Dataset excerpts section start

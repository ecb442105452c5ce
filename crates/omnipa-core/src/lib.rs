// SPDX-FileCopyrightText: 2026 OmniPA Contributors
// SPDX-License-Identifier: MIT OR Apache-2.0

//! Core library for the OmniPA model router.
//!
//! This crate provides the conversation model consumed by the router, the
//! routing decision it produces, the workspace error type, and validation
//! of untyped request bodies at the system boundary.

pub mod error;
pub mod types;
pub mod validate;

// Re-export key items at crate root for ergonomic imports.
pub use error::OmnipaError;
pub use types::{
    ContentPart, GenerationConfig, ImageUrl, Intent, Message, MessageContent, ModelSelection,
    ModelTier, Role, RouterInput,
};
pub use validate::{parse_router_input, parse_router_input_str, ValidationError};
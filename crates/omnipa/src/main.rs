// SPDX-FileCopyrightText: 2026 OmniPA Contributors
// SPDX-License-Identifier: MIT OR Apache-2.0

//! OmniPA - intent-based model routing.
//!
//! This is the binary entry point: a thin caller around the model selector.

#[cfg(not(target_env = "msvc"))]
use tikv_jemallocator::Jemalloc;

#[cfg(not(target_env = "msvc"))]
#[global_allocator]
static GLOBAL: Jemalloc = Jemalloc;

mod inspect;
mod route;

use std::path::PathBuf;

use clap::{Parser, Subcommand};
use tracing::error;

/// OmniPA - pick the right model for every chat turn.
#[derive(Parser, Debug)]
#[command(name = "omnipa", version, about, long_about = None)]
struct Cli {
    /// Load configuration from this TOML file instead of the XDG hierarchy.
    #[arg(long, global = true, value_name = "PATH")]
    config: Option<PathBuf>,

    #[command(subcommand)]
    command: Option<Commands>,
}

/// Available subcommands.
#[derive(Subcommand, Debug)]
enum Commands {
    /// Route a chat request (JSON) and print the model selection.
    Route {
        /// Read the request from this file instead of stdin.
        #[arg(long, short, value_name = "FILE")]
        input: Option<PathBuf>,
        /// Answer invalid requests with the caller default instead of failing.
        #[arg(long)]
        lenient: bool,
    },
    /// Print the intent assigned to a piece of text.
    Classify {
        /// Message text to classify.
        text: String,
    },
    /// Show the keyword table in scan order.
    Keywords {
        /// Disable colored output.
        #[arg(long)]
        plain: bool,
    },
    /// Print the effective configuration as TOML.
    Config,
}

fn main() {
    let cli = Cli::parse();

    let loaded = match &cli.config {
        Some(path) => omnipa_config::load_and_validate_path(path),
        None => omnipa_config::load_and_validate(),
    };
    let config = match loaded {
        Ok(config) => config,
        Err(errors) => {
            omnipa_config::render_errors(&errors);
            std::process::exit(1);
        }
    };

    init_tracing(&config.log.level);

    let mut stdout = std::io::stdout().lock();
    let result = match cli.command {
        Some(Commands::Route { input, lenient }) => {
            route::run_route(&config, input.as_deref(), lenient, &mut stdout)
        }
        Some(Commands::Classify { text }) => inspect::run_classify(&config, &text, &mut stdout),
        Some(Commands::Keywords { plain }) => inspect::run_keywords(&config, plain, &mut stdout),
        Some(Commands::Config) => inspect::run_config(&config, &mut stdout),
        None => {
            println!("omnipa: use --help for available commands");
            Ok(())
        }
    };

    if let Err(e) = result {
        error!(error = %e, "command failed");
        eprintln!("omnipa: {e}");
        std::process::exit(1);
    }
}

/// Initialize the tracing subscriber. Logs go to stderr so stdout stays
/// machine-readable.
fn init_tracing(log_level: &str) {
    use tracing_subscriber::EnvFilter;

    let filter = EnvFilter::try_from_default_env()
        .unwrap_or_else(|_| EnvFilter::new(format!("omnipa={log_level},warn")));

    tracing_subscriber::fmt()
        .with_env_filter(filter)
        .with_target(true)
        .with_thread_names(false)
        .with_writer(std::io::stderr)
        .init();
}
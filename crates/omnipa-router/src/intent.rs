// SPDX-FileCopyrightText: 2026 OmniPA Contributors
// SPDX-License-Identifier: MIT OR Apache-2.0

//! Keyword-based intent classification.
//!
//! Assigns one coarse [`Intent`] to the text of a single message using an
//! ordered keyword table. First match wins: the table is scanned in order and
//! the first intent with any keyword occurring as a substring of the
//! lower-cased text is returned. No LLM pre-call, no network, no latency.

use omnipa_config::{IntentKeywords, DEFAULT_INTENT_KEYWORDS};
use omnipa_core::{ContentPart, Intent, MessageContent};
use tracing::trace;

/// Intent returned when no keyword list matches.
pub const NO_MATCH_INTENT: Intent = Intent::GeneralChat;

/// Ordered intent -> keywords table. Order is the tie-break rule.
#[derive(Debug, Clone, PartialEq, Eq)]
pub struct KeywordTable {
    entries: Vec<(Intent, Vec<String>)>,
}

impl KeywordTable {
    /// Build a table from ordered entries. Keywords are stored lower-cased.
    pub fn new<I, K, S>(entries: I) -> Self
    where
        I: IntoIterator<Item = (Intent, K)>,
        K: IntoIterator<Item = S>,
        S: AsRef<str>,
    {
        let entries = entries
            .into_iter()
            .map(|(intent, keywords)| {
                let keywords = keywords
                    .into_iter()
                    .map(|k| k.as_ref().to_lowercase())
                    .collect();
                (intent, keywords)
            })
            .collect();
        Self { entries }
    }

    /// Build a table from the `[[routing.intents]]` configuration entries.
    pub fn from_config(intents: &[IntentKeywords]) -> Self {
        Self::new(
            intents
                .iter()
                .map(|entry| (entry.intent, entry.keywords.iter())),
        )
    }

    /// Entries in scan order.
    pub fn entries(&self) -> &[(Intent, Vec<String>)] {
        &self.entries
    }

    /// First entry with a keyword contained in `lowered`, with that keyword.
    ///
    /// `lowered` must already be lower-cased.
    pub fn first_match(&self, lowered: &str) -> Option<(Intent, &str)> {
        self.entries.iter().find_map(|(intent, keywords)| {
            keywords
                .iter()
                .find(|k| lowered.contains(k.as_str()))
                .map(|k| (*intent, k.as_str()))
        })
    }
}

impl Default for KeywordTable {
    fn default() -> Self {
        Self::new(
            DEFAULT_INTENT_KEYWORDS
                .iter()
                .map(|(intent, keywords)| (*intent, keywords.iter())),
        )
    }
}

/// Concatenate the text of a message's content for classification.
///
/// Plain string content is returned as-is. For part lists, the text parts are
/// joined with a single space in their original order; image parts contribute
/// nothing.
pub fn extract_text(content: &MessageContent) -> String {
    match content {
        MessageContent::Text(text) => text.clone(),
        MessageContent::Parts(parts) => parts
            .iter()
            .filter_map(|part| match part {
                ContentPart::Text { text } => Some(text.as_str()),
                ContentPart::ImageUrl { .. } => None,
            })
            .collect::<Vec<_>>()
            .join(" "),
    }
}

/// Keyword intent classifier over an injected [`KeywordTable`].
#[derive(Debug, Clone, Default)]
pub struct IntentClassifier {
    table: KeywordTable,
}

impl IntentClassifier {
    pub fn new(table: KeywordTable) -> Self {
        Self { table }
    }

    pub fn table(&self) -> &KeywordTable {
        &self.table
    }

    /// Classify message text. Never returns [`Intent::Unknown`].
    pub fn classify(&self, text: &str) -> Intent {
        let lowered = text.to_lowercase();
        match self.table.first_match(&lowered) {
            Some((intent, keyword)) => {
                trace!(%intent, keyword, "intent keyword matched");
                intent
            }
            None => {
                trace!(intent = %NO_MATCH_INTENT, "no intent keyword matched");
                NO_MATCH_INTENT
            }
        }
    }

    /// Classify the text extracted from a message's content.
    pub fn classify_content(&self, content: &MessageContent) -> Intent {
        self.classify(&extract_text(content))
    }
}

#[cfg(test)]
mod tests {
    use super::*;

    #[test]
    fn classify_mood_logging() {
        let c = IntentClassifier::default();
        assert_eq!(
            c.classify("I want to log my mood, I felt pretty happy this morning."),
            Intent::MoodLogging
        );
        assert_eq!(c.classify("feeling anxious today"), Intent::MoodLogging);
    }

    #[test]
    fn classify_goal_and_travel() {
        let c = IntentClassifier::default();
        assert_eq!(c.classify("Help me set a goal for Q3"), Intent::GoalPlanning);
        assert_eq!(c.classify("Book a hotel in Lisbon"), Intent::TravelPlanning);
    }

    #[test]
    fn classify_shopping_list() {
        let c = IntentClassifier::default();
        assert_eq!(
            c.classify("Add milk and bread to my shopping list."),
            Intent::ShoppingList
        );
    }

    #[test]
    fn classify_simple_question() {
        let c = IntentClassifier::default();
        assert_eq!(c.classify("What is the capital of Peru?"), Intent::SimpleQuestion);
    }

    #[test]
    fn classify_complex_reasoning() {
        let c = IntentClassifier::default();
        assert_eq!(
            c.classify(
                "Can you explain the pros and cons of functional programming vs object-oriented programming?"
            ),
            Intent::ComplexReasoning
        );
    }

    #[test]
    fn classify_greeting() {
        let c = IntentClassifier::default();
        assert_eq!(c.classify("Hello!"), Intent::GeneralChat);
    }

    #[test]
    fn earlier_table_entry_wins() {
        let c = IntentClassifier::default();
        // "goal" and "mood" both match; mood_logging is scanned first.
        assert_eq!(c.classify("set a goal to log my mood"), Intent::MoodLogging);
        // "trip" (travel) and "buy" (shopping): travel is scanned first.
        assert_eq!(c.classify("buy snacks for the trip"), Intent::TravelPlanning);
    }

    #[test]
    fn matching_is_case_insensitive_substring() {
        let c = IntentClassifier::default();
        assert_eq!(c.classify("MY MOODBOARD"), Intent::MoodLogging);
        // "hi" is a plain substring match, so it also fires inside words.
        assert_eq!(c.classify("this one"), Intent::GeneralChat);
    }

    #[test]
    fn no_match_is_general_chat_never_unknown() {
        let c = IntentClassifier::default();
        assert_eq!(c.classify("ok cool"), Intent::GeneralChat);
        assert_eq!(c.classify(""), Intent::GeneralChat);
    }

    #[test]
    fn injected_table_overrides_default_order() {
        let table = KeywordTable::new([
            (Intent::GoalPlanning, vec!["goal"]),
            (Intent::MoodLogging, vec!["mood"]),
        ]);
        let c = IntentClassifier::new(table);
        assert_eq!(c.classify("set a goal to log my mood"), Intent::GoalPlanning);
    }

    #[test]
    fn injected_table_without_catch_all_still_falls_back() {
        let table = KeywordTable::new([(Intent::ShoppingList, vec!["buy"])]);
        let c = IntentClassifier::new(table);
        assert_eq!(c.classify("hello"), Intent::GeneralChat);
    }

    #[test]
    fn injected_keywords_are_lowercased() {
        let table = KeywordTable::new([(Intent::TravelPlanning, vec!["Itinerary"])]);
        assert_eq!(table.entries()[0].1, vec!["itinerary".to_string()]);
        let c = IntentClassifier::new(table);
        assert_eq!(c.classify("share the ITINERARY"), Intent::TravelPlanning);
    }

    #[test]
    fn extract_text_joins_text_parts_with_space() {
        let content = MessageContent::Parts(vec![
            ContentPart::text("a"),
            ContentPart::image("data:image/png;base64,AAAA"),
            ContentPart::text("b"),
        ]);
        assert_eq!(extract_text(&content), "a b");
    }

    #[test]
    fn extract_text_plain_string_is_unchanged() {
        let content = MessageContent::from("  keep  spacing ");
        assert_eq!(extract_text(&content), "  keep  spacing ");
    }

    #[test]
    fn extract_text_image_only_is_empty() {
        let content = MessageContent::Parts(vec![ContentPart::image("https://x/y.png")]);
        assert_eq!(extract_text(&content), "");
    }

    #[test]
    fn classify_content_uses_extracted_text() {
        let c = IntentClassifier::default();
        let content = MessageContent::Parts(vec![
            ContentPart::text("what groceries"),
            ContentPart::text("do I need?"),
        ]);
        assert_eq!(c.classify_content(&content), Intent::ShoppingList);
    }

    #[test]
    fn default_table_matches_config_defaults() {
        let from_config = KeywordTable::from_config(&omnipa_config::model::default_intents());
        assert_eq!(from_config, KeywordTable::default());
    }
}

Dataset excerpts section end
Dataset excerpts section start

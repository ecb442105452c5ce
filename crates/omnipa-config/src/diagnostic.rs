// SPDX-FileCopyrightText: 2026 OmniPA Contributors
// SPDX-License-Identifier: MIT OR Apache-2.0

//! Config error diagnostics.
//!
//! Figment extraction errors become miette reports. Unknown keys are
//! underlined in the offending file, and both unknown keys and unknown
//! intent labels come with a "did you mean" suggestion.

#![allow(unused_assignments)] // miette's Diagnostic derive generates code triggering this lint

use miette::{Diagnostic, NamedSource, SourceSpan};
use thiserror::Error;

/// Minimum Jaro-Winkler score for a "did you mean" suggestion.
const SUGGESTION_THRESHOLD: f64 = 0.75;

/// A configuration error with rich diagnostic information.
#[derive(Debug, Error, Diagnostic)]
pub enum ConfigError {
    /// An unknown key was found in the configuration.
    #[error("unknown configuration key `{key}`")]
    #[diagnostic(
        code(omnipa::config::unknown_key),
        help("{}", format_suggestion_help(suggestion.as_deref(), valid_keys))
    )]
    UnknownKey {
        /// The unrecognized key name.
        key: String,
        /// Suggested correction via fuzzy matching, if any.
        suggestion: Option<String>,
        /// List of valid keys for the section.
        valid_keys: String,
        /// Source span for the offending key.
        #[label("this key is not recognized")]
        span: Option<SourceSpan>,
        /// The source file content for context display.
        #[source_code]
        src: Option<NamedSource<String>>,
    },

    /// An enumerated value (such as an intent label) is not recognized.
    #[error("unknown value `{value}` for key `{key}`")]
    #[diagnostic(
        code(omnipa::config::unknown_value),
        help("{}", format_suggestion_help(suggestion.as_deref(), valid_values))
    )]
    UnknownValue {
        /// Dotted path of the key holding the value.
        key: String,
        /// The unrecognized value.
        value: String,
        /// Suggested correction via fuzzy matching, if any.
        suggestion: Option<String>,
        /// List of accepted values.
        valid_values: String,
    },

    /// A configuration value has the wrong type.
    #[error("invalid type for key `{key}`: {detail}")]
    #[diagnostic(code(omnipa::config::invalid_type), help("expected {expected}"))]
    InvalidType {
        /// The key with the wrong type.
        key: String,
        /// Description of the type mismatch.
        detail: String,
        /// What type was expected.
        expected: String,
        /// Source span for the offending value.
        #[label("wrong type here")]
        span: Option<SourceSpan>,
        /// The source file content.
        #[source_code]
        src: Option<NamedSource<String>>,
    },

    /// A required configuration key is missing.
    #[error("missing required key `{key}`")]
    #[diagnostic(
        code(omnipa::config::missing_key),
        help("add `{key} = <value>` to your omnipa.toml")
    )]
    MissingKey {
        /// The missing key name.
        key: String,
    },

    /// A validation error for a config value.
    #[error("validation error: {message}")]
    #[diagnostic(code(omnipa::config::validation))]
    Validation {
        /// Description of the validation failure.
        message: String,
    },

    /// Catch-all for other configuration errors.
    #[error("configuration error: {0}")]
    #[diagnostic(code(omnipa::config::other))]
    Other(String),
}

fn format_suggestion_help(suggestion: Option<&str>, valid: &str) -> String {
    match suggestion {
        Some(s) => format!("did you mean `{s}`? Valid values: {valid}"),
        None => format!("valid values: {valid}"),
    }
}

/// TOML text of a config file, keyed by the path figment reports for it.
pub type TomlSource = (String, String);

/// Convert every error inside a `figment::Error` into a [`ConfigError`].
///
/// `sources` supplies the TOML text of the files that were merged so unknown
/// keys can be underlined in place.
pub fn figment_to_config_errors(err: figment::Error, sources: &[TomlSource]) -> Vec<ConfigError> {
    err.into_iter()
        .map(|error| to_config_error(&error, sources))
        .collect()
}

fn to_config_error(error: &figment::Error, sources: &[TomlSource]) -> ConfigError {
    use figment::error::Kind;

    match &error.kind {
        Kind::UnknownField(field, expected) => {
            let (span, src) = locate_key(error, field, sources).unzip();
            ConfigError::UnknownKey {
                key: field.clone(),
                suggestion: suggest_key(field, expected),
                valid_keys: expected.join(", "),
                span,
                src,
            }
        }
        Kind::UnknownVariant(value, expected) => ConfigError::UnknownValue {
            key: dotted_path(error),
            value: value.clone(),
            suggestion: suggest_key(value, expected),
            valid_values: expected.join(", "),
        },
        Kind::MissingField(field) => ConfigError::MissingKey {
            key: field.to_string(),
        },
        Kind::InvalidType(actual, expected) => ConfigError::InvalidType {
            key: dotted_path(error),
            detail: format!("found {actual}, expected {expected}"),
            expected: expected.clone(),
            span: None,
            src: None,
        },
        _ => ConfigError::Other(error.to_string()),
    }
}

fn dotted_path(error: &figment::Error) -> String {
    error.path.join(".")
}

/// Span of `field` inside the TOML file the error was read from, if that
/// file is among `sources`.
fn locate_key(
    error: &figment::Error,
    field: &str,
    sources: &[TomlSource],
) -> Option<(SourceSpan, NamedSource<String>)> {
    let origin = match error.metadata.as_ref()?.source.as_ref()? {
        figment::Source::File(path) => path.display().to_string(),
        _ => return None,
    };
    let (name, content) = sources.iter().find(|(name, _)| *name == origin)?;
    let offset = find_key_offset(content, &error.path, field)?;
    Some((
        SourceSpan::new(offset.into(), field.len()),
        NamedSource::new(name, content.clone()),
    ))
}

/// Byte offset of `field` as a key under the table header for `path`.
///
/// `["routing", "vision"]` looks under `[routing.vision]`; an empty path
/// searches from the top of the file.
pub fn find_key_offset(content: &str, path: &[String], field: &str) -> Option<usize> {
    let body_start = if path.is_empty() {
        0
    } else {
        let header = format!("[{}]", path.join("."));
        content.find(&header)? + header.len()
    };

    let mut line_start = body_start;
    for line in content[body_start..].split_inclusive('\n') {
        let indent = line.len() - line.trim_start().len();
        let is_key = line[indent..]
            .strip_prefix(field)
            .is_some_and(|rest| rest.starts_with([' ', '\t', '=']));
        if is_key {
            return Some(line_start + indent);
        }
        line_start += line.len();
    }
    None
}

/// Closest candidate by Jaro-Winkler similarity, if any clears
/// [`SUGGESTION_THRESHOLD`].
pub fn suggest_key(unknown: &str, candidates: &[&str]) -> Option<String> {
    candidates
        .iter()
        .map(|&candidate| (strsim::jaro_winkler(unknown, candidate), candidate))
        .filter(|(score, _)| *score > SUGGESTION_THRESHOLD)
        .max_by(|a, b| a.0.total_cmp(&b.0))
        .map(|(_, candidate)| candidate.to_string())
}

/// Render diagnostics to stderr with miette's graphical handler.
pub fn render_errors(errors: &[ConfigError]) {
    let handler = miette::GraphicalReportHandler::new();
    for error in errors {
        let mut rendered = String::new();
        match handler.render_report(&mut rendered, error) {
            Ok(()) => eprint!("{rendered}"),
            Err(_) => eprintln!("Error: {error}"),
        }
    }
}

Dataset excerpts section end
Dataset excerpts section start

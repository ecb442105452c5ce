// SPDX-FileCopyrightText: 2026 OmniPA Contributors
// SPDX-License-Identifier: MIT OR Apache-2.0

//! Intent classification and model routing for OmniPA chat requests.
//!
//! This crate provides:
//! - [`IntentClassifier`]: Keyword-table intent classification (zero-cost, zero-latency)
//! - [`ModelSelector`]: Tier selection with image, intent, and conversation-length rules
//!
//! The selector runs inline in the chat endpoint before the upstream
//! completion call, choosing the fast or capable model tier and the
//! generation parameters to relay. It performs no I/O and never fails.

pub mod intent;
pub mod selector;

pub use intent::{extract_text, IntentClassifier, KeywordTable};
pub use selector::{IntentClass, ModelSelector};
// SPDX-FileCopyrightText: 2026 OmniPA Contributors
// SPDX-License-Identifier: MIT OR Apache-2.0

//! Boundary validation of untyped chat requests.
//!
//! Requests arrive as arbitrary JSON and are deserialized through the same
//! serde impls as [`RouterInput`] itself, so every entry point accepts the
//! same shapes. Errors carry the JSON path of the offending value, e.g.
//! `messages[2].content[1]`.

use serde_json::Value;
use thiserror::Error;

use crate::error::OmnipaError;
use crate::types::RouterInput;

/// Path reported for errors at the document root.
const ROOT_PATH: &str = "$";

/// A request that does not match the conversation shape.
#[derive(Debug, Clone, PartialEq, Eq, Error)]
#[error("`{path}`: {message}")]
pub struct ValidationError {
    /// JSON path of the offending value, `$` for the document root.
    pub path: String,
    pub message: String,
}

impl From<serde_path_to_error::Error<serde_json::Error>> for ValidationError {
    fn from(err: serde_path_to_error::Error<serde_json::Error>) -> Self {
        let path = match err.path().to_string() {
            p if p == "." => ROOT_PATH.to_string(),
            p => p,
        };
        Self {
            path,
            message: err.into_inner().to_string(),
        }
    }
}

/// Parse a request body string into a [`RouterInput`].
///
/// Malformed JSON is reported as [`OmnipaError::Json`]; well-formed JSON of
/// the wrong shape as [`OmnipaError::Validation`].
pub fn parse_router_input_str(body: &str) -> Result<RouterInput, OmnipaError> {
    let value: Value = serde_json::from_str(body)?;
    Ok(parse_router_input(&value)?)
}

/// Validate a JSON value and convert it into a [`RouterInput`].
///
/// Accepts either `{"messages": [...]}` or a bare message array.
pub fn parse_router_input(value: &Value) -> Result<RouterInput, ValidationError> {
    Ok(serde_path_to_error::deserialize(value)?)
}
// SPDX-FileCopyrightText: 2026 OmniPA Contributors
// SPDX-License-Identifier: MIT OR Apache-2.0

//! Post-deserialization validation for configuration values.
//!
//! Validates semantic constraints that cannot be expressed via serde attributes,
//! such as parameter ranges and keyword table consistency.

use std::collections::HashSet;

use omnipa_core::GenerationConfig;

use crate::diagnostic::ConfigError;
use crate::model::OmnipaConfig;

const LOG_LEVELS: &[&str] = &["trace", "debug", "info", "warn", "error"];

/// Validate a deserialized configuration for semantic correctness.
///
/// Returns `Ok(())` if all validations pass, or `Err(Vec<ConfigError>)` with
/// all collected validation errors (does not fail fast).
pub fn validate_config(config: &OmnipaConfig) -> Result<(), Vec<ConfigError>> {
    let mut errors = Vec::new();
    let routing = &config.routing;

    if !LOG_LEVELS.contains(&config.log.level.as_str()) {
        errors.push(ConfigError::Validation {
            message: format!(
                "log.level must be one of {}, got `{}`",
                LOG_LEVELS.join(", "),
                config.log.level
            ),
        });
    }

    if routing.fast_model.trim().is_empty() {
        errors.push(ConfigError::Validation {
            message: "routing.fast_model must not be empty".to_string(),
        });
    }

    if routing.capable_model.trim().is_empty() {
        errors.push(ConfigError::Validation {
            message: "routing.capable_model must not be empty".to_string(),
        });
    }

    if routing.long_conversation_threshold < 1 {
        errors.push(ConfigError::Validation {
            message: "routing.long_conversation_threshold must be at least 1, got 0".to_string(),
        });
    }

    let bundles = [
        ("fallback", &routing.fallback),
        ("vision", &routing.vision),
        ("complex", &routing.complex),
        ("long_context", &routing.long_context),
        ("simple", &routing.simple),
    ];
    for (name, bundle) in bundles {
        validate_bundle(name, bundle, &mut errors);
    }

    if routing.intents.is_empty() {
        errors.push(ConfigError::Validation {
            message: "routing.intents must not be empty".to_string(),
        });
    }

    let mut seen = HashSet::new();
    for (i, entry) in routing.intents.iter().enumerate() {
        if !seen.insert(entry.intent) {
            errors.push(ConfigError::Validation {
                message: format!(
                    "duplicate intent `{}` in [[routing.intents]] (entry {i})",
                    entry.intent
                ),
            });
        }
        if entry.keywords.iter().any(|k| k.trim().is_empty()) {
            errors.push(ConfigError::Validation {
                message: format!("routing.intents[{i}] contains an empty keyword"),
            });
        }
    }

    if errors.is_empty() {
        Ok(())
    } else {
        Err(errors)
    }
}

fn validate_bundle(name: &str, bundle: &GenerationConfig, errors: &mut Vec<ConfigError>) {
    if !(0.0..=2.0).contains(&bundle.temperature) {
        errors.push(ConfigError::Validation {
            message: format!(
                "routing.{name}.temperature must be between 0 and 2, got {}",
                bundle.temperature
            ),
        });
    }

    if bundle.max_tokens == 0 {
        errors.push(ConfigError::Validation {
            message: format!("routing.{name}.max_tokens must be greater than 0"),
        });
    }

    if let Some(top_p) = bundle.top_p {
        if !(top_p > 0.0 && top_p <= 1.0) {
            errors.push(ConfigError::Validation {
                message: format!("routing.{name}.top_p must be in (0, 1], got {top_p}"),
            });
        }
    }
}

Dataset excerpts section end

**What needs to be done:** Go through the lines above and tally those with the string "bundles". The total is all that is needed.

**Output for this exercise:** 2